> [Exercise prompt]:
Without changing anything, output the records below.

> [Dataset]:
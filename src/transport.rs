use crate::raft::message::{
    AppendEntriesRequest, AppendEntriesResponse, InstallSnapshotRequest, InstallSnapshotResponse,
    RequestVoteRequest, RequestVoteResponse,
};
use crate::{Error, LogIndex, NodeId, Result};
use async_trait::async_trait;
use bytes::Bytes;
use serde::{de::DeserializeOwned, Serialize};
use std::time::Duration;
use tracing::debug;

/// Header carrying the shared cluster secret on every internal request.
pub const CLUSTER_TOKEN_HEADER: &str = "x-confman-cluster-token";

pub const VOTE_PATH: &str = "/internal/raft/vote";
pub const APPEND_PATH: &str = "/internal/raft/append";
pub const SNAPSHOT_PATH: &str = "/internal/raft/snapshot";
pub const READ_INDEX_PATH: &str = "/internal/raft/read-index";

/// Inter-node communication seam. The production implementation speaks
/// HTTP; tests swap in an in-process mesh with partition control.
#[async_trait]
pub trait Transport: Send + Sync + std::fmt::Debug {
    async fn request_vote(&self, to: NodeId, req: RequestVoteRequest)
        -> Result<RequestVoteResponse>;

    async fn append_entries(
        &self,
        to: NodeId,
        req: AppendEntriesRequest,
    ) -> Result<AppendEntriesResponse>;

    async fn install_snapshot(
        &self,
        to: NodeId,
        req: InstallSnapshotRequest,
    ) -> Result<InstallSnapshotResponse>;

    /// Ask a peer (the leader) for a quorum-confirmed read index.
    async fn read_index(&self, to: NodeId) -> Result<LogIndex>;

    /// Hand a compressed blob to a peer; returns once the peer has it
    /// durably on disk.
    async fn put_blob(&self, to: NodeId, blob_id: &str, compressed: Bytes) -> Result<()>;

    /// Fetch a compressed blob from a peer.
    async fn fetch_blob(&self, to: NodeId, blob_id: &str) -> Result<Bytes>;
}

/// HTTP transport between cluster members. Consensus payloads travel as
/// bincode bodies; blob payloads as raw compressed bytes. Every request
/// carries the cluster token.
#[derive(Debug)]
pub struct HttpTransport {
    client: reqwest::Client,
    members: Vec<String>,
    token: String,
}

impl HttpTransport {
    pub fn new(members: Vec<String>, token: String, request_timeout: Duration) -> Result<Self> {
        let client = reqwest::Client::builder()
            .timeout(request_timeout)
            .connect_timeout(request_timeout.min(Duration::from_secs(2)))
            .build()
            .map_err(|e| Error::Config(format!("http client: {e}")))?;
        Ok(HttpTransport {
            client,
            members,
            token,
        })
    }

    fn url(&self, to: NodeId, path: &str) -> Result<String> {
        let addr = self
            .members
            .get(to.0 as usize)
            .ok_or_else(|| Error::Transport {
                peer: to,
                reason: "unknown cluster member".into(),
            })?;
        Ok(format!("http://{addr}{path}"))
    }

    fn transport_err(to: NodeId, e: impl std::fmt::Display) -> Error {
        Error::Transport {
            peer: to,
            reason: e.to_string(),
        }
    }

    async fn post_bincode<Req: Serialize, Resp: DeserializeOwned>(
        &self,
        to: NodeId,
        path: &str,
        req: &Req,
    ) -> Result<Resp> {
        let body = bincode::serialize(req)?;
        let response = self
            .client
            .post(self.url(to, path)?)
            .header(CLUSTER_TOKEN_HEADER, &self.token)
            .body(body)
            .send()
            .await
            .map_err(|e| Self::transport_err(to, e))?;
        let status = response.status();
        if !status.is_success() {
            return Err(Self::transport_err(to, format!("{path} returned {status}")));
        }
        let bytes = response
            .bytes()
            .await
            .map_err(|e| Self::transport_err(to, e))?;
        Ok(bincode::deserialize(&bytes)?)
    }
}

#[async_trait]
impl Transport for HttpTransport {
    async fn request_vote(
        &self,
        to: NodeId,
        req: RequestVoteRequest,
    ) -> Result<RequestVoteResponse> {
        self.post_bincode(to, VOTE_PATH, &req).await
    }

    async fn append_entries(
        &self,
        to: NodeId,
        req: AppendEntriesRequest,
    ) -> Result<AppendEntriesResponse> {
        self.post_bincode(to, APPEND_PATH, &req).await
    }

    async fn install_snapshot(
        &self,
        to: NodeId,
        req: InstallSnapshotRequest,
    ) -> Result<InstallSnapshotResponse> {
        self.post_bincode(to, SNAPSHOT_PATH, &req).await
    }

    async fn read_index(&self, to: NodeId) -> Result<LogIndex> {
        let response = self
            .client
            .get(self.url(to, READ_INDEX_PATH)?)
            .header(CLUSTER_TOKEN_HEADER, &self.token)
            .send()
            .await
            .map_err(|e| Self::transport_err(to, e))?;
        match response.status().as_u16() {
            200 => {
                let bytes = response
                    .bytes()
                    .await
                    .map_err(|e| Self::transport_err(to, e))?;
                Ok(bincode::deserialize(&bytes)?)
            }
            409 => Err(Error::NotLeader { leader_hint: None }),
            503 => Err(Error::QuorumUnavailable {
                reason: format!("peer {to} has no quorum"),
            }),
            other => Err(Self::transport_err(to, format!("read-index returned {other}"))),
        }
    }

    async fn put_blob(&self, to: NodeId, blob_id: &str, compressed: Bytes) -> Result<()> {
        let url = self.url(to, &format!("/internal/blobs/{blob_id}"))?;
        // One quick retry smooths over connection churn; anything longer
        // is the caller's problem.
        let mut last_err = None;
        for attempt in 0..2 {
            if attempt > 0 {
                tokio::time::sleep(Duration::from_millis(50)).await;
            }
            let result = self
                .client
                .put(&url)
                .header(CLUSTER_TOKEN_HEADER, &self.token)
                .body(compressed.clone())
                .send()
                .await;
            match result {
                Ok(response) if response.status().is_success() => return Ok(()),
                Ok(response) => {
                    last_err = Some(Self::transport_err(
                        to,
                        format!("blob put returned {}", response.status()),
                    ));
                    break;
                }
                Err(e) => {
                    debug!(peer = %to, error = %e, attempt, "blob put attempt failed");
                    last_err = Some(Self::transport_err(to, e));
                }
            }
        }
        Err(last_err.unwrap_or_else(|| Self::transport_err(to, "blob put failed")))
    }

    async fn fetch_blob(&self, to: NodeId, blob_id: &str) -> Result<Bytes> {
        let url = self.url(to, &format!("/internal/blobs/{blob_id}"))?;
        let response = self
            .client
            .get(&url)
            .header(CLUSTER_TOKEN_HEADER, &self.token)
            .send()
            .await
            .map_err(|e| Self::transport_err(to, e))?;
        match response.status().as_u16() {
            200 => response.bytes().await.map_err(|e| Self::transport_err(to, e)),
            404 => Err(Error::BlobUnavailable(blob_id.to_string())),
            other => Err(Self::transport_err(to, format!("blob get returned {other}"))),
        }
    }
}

> [Answer to this problem]:
filename src/transport.rs
use crate::raft::message::{
    AppendEntriesRequest, AppendEntriesResponse, InstallSnapshotRequest, InstallSnapshotResponse,
    RequestVoteRequest, RequestVoteResponse,
};
use crate::{Error, LogIndex, NodeId, Result};
use async_trait::async_trait;
use bytes::Bytes;
use serde::{de::DeserializeOwned, Serialize};
use std::time::Duration;
use tracing::debug;

/// Header carrying the shared cluster secret on every internal request.
pub const CLUSTER_TOKEN_HEADER: &str = "x-confman-cluster-token";

pub const VOTE_PATH: &str = "/internal/raft/vote";
pub const APPEND_PATH: &str = "/internal/raft/append";
pub const SNAPSHOT_PATH: &str = "/internal/raft/snapshot";
pub const READ_INDEX_PATH: &str = "/internal/raft/read-index";

/// Inter-node communication seam. The production implementation speaks
/// HTTP; tests swap in an in-process mesh with partition control.
#[async_trait]
pub trait Transport: Send + Sync + std::fmt::Debug {
    async fn request_vote(&self, to: NodeId, req: RequestVoteRequest)
        -> Result<RequestVoteResponse>;

    async fn append_entries(
        &self,
        to: NodeId,
        req: AppendEntriesRequest,
    ) -> Result<AppendEntriesResponse>;

    async fn install_snapshot(
        &self,
        to: NodeId,
        req: InstallSnapshotRequest,
    ) -> Result<InstallSnapshotResponse>;

    /// Ask a peer (the leader) for a quorum-confirmed read index.
    async fn read_index(&self, to: NodeId) -> Result<LogIndex>;

    /// Hand a compressed blob to a peer; returns once the peer has it
    /// durably on disk.
    async fn put_blob(&self, to: NodeId, blob_id: &str, compressed: Bytes) -> Result<()>;

    /// Fetch a compressed blob from a peer.
    async fn fetch_blob(&self, to: NodeId, blob_id: &str) -> Result<Bytes>;
}

/// HTTP transport between cluster members. Consensus payloads travel as
/// bincode bodies; blob payloads as raw compressed bytes. Every request
/// carries the cluster token.
#[derive(Debug)]
pub struct HttpTransport {
    client: reqwest::Client,
    members: Vec<String>,
    token: String,
}

impl HttpTransport {
    pub fn new(members: Vec<String>, token: String, request_timeout: Duration) -> Result<Self> {
        let client = reqwest::Client::builder()
            .timeout(request_timeout)
            .connect_timeout(request_timeout.min(Duration::from_secs(2)))
            .build()
            .map_err(|e| Error::Config(format!("http client: {e}")))?;
        Ok(HttpTransport {
            client,
            members,
            token,
        })
    }

    fn url(&self, to: NodeId, path: &str) -> Result<String> {
        let addr = self
            .members
            .get(to.0 as usize)
            .ok_or_else(|| Error::Transport {
                peer: to,
                reason: "unknown cluster member".into(),
            })?;
        Ok(format!("http://{addr}{path}"))
    }

    fn transport_err(to: NodeId, e: impl std::fmt::Display) -> Error {
        Error::Transport {
            peer: to,
            reason: e.to_string(),
        }
    }

    async fn post_bincode<Req: Serialize, Resp: DeserializeOwned>(
        &self,
        to: NodeId,
        path: &str,
        req: &Req,
    ) -> Result<Resp> {
        let body = bincode::serialize(req)?;
        let response = self
            .client
            .post(self.url(to, path)?)
            .header(CLUSTER_TOKEN_HEADER, &self.token)
            .body(body)
            .send()
            .await
            .map_err(|e| Self::transport_err(to, e))?;
        let status = response.status();
        if !status.is_success() {
            return Err(Self::transport_err(to, format!("{path} returned {status}")));
        }
        let bytes = response
            .bytes()
            .await
            .map_err(|e| Self::transport_err(to, e))?;
        Ok(bincode::deserialize(&bytes)?)
    }
}

#[async_trait]
impl Transport for HttpTransport {
    async fn request_vote(
        &self,
        to: NodeId,
        req: RequestVoteRequest,
    ) -> Result<RequestVoteResponse> {
        self.post_bincode(to, VOTE_PATH, &req).await
    }

    async fn append_entries(
        &self,
        to: NodeId,
        req: AppendEntriesRequest,
    ) -> Result<AppendEntriesResponse> {
        self.post_bincode(to, APPEND_PATH, &req).await
    }

    async fn install_snapshot(
        &self,
        to: NodeId,
        req: InstallSnapshotRequest,
    ) -> Result<InstallSnapshotResponse> {
        self.post_bincode(to, SNAPSHOT_PATH, &req).await
    }

    async fn read_index(&self, to: NodeId) -> Result<LogIndex> {
        let response = self
            .client
            .get(self.url(to, READ_INDEX_PATH)?)
            .header(CLUSTER_TOKEN_HEADER, &self.token)
            .send()
            .await
            .map_err(|e| Self::transport_err(to, e))?;
        match response.status().as_u16() {
            200 => {
                let bytes = response
                    .bytes()
                    .await
                    .map_err(|e| Self::transport_err(to, e))?;
                Ok(bincode::deserialize(&bytes)?)
            }
            409 => Err(Error::NotLeader { leader_hint: None }),
            503 => Err(Error::QuorumUnavailable {
                reason: format!("peer {to} has no quorum"),
            }),
            other => Err(Self::transport_err(to, format!("read-index returned {other}"))),
        }
    }

    async fn put_blob(&self, to: NodeId, blob_id: &str, compressed: Bytes) -> Result<()> {
        let url = self.url(to, &format!("/internal/blobs/{blob_id}"))?;
        // One quick retry smooths over connection churn; anything longer
        // is the caller's problem.
        let mut last_err = None;
        for attempt in 0..2 {
            if attempt > 0 {
                tokio::time::sleep(Duration::from_millis(50)).await;
            }
            let result = self
                .client
                .put(&url)
                .header(CLUSTER_TOKEN_HEADER, &self.token)
                .body(compressed.clone())
                .send()
                .await;
            match result {
                Ok(response) if response.status().is_success() => return Ok(()),
                Ok(response) => {
                    last_err = Some(Self::transport_err(
                        to,
                        format!("blob put returned {}", response.status()),
                    ));
                    break;
                }
                Err(e) => {
                    debug!(peer = %to, error = %e, attempt, "blob put attempt failed");
                    last_err = Some(Self::transport_err(to, e));
                }
            }
        }
        Err(last_err.unwrap_or_else(|| Self::transport_err(to, "blob put failed")))
    }

    async fn fetch_blob(&self, to: NodeId, blob_id: &str) -> Result<Bytes> {
        let url = self.url(to, &format!("/internal/blobs/{blob_id}"))?;
        let response = self
            .client
            .get(&url)
            .header(CLUSTER_TOKEN_HEADER, &self.token)
            .send()
            .await
            .map_err(|e| Self::transport_err(to, e))?;
        match response.status().as_u16() {
            200 => response.bytes().await.map_err(|e| Self::transport_err(to, e)),
            404 => Err(Error::BlobUnavailable(blob_id.to_string())),
            other => Err(Self::transport_err(to, format!("blob get returned {other}"))),
        }
    }
}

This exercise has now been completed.